Par ailleurs, la répartition des compétences entre l'Etat et le territoire est garantie par la possibilité de demander son avis au Conseil d'Etat , tant à l'occasion d'un recours contentieux que dans le cadre d'une procédure purement administrative. Rappelons que l'article 113 de cette loi prévoit une procédure de saisine pour avis du Conseil d'État par le tribunal administratif de Papeete lorsque celui-ci est saisi d'un recours pour excès de pouvoir à l'encontre de délibérations de l'assemblée de la Polynésie française ou d'actes pris sur leur fondement, motivé par une inexacte application de la répartition des compétences entre l'État, le territoire et les communes. L'article 114 prévoit une procédure comparable susceptible d'être initiée soit par le président du gouvernement de la Polynésie française, soit par le président de l'assemblée territoriale, en cas d'incertitude sur une question de répartition des compétences.

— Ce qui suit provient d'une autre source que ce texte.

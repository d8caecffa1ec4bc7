//! Reusable forward FFT sized to the requested spectrum resolution.

use std::fmt;
use std::sync::Arc;

use log::debug;
use num_complex::Complex32;
use rustfft::{Fft, FftPlanner};

use crate::error::{Error, Result};

/// Transform stage of the spectrum pipeline.
///
/// Callers fill [`input_mut`](Self::input_mut), call [`run`](Self::run) and
/// read [`output`](Self::output). Both buffers always have [`size`](Self::size)
/// elements.
pub trait SpectralTransform: Send {
    /// Rebuild plan and buffers for `n` bins unless already sized for `n`.
    fn ensure_size(&mut self, n: usize) -> Result<()>;

    /// Currently bound number of bins.
    fn size(&self) -> usize;

    fn input_mut(&mut self) -> &mut [Complex32];

    /// Transform the input buffer into the output buffer.
    fn run(&mut self);

    fn output(&self) -> &[Complex32];
}

/// A forward plan bound to its own buffers.
struct TransformPlan {
    fft: Arc<dyn Fft<f32>>,
    input: Vec<Complex32>,
    output: Vec<Complex32>,
    scratch: Vec<Complex32>,
}

impl TransformPlan {
    fn build(n: usize) -> Result<Self> {
        if n == 0 {
            return Err(Error::InvalidSize { requested: n });
        }

        // Buffers first: the planner allocates its twiddles infallibly.
        let input = zeroed(n)?;
        let output = zeroed(n)?;

        // FftPlanner is not Send, so none is kept between builds.
        let fft = FftPlanner::new().plan_fft_forward(n);
        let scratch = zeroed(fft.get_inplace_scratch_len())?;

        Ok(Self {
            fft,
            input,
            output,
            scratch,
        })
    }
}

fn zeroed(len: usize) -> Result<Vec<Complex32>> {
    let mut buf = Vec::new();
    buf.try_reserve_exact(len)
        .map_err(|_| Error::AllocationFailure { size: len })?;
    buf.resize(len, Complex32::new(0.0, 0.0));
    Ok(buf)
}

/// [`SpectralTransform`] backed by `rustfft`.
pub struct FftEngine {
    plan: TransformPlan,
    rebuilds: usize,
}

impl FftEngine {
    /// Plan a forward transform of `n` bins.
    pub fn new(n: usize) -> Result<Self> {
        debug!("Planning {}-point FFT", n);
        Ok(Self {
            plan: TransformPlan::build(n)?,
            rebuilds: 0,
        })
    }

    /// How many times the plan was rebuilt for a new size.
    pub fn rebuilds(&self) -> usize {
        self.rebuilds
    }
}

impl SpectralTransform for FftEngine {
    /// If building the new plan fails, the previous plan stays bound.
    fn ensure_size(&mut self, n: usize) -> Result<()> {
        if n == self.size() {
            return Ok(());
        }
        debug!("Replanning FFT: {} -> {} points", self.size(), n);
        self.plan = TransformPlan::build(n)?;
        self.rebuilds += 1;
        Ok(())
    }

    fn size(&self) -> usize {
        self.plan.input.len()
    }

    fn input_mut(&mut self) -> &mut [Complex32] {
        &mut self.plan.input
    }

    fn run(&mut self) {
        let plan = &mut self.plan;
        plan.output.copy_from_slice(&plan.input);
        plan.fft.process_with_scratch(&mut plan.output, &mut plan.scratch);
    }

    fn output(&self) -> &[Complex32] {
        &self.plan.output
    }
}

impl fmt::Debug for FftEngine {
    fn fmt(&self, f: &mut fmt::Formatter<'_>) -> fmt::Result {
        f.debug_struct("FftEngine")
            .field("size", &self.size())
            .field("rebuilds", &self.rebuilds)
            .finish()
    }
}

Depuis 1996, le Conseil d'État s'est ainsi prononcé sur 33 dossiers, 11 au titre de la procédure contentieuse de l'article 113 et 22 au titre de la procédure administrative de l'article 114 .

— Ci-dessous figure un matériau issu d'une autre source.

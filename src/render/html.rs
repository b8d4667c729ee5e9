use serde_json::Value;

/// Escape text for use in element content and single-quoted attributes.
pub fn escape(text: &str) -> String {
    let mut out = String::with_capacity(text.len());
    for ch in text.chars() {
        match ch {
            '&' => out.push_str("&amp;"),
            '<' => out.push_str("&lt;"),
            '>' => out.push_str("&gt;"),
            '\'' => out.push_str("&#39;"),
            '"' => out.push_str("&quot;"),
            _ => out.push(ch),
        }
    }
    out
}

/// Render an opaque payload value the way a person would write it.
pub fn display_value(value: &Value) -> String {
    match value {
        Value::Null => String::new(),
        Value::String(s) => s.clone(),
        other => other.to_string(),
    }
}
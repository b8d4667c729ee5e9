/// Marker that starts an inline annotation.
const COMMENT_MARKER: &str = "//";

/// Cut a single line (without its terminator) at the first `//`.
///
/// The marker only counts when at least one character follows it on the
/// line, so a line ending in a bare `//` is left alone. Quotes are not
/// tracked: a `//` inside a string value is cut like any other.
pub fn strip_line_comment(line: &str) -> &str {
    match line.find(COMMENT_MARKER) {
        Some(at) if at + COMMENT_MARKER.len() < line.len() => &line[..at],
        _ => line,
    }
}

/// Strip annotations from every line, keeping the line terminators.
pub fn strip_comments(text: &str) -> String {
    let mut out = String::with_capacity(text.len());

    for line in text.split_inclusive('\n') {
        let (content, terminator) = match line.strip_suffix('\n') {
            Some(head) => (head, "\n"),
            None => (line, ""),
        };
        out.push_str(strip_line_comment(content));
        out.push_str(terminator);
    }

    out
}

En matière contentieuse , outre le rejet d'une demande d'avis comme n'entrant pas dans le champ de l'article 113, les avis rendus depuis 1997 ont conclu sur six points à la compétence du territoire (fixation des règles applicables aux loteries proposées au public autres que les règles relatives au contrôle de leur installation et de leur fonctionnement ; réglementation en matière de procédure d'attestation de conformité et de marquage des équipements terminaux des télécommunications utilisant des fréquences radioélectriques sous réserve du respect des règles étatiques fixant les conditions d'utilisation des fréquences ; nomination des agents des établissements publics territoriaux sous réserve des compétences de l'État en matière de fonction publique de l'État ; allocation d'une indemnité complémentaire à une salariée en congé de maternité ; organisation des liaisons aériennes internationales au départ de la Polynésie française à l'exception de celles qui font escale sur d'autres points du territoire français ; dispositions prévoyant une procédure de citation des incapables, des cas de dispense de ministère d'avocat et les règles relatives aux procédures d'exécution) et sur sept autres points à la compétence de l'État (recherche et constatation des infractions à la réglementation territoriale en matière de protection des végétaux ; création d'un service d'assistance et de sécurité du territoire chargé d'une mission de police et délivrance des autorisations de port d'arme aux agents de ce service ; création d'un service territorial du travail ; placement des fonds libres des établissements publics territoriaux à caractère industriel et commercial ; mise à la charge des employeurs d'une indemnité créée par le territoire ; création d'un service des relations internationales ; procédure civile tendant à instaurer un délai pour faire l'inventaire d'une succession et procédure de prise à partie des juges).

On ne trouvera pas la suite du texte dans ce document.